___ TASK INPUT

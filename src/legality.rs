//! Legality filter.
//!
//! Derives, per section, the staff that may legally be placed on it:
//! qualified for the section AND not on the professor's avoid list.
//! Qualification edges are read from both sides: a staff record's
//! `qualified_sections` and a section's `qualified_staff`.
//! Exclusivity is not enforced here; a staff member is usually legal for
//! several sections at once and the strategies decide where they go.

use std::collections::BTreeMap;

use crate::models::{Section, SectionId, SolverData, StaffId};

/// Per-section legal candidate lists.
///
/// Lists preserve discovery order: staff preference records in input
/// order (each record's qualified sections in listed order), then each
/// section's own `qualified_staff` edges.
#[derive(Debug, Clone, Default, PartialEq, Eq)]
pub struct LegalCandidates {
    by_section: BTreeMap<SectionId, Vec<StaffId>>,
}

impl LegalCandidates {
    /// Legal staff for a section (empty if none or unknown).
    pub fn for_section(&self, section_id: &str) -> &[StaffId] {
        self.by_section
            .get(section_id)
            .map(Vec::as_slice)
            .unwrap_or(&[])
    }

    /// Number of legal staff for a section.
    pub fn count_for(&self, section_id: &str) -> usize {
        self.for_section(section_id).len()
    }

    /// Whether a staff member is legal for a section.
    pub fn is_legal(&self, section_id: &str, staff_id: &str) -> bool {
        self.for_section(section_id).iter().any(|s| s == staff_id)
    }

    /// Iterates sections that have at least one legal candidate.
    pub fn iter(&self) -> impl Iterator<Item = (&SectionId, &Vec<StaffId>)> {
        self.by_section.iter()
    }
}

/// Computes the legal candidate lists for every section in `data`.
///
/// Pure and deterministic. Qualifications naming a section that is not
/// in `data.sections` are ignored, as are section-side edges naming staff
/// without a preference record (not eligible this run). A staff member
/// qualified twice for the same section is listed once.
pub fn legal_candidates(data: &SolverData) -> LegalCandidates {
    let mut by_section: BTreeMap<SectionId, Vec<StaffId>> = BTreeMap::new();

    for pref in &data.staff_preferences {
        for section_id in &pref.qualified_sections {
            if let Some(section) = data.section(section_id) {
                admit(&mut by_section, section, pref.staff_id());
            }
        }
    }

    for section in &data.sections {
        for staff_id in &section.qualified_staff {
            if data.preference_for(staff_id).is_some() {
                admit(&mut by_section, section, staff_id);
            }
        }
    }

    LegalCandidates { by_section }
}

fn admit(by_section: &mut BTreeMap<SectionId, Vec<StaffId>>, section: &Section, staff_id: &str) {
    if section.avoids(staff_id) {
        return;
    }
    let legal = by_section.entry(section.id.clone()).or_default();
    if !legal.iter().any(|s| s == staff_id) {
        legal.push(staff_id.to_string());
    }
}
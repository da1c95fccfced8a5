//! Term storage contract and an in-memory implementation.

use serde::{Deserialize, Serialize};
use std::collections::BTreeMap;

use crate::error::StoreError;
use crate::models::{Section, StaffPreference};

/// Read access to a term's sections and staff preference records.
///
/// Implementations own transport concerns (database, HTTP, files). A call
/// either returns the complete list or an error; partial results are not
/// allowed.
pub trait TermStore: Send + Sync {
    /// All sections of the term, with their assignments, professor
    /// preferences and qualification edges.
    fn sections(&self, term_id: &str) -> Result<Vec<Section>, StoreError>;

    /// All staff preference records of the term.
    fn staff_preferences(&self, term_id: &str) -> Result<Vec<StaffPreference>, StoreError>;
}

/// Everything stored for one term.
#[derive(Debug, Clone, Default, Serialize, Deserialize)]
#[serde(rename_all = "camelCase")]
pub struct TermSnapshot {
    #[serde(default)]
    pub sections: Vec<Section>,
    #[serde(default)]
    pub staff_preferences: Vec<StaffPreference>,
}

impl TermSnapshot {
    /// Creates a snapshot.
    pub fn new(sections: Vec<Section>, staff_preferences: Vec<StaffPreference>) -> Self {
        Self {
            sections,
            staff_preferences,
        }
    }
}

/// Term store backed by a map of snapshots.
///
/// Used for fixtures and for feeding JSON exports straight into a solve.
#[derive(Debug, Clone, Default)]
pub struct InMemoryStore {
    terms: BTreeMap<String, TermSnapshot>,
}

impl InMemoryStore {
    /// Creates an empty store.
    pub fn new() -> Self {
        Self::default()
    }

    /// Adds (or replaces) a term.
    pub fn with_term(mut self, term_id: impl Into<String>, snapshot: TermSnapshot) -> Self {
        self.terms.insert(term_id.into(), snapshot);
        self
    }

    /// Loads terms from a JSON object keyed by term id.
    ///
    /// ```
    /// use ta_staffing::assembly::{InMemoryStore, TermStore};
    ///
    /// let store = InMemoryStore::from_json(r#"{
    ///     "2024F": {
    ///         "sections": [{ "id": "CS101-01", "requiredHours": 20 }],
    ///         "staffPreferences": []
    ///     }
    /// }"#).unwrap();
    /// assert_eq!(store.sections("2024F").unwrap().len(), 1);
    /// ```
    pub fn from_json(json: &str) -> Result<Self, StoreError> {
        let terms: BTreeMap<String, TermSnapshot> =
            serde_json::from_str(json).map_err(|e| StoreError::Malformed(e.to_string()))?;
        Ok(Self { terms })
    }

    /// Number of stored terms.
    pub fn term_count(&self) -> usize {
        self.terms.len()
    }

    fn term(&self, term_id: &str) -> Result<&TermSnapshot, StoreError> {
        self.terms
            .get(term_id)
            .ok_or_else(|| StoreError::UnknownTerm(term_id.to_string()))
    }
}

impl TermStore for InMemoryStore {
    fn sections(&self, term_id: &str) -> Result<Vec<Section>, StoreError> {
        Ok(self.term(term_id)?.sections.clone())
    }

    fn staff_preferences(&self, term_id: &str) -> Result<Vec<StaffPreference>, StoreError> {
        Ok(self.term(term_id)?.staff_preferences.clone())
    }
}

______

**WHAT TO DO:** Read through the data above. Report each line that has the word "BTreeMap".

**EXERCISE OUTPUT:**
use std::collections::BTreeMap;
    by_section: BTreeMap<SectionId, Vec<StaffId>>,
    let mut by_section: BTreeMap<SectionId, Vec<StaffId>> = BTreeMap::new();
fn admit(by_section: &mut BTreeMap<SectionId, Vec<StaffId>>, section: &Section, staff_id: &str) {
use std::collections::BTreeMap;
    terms: BTreeMap<String, TermSnapshot>,
        let terms: BTreeMap<String, TermSnapshot> =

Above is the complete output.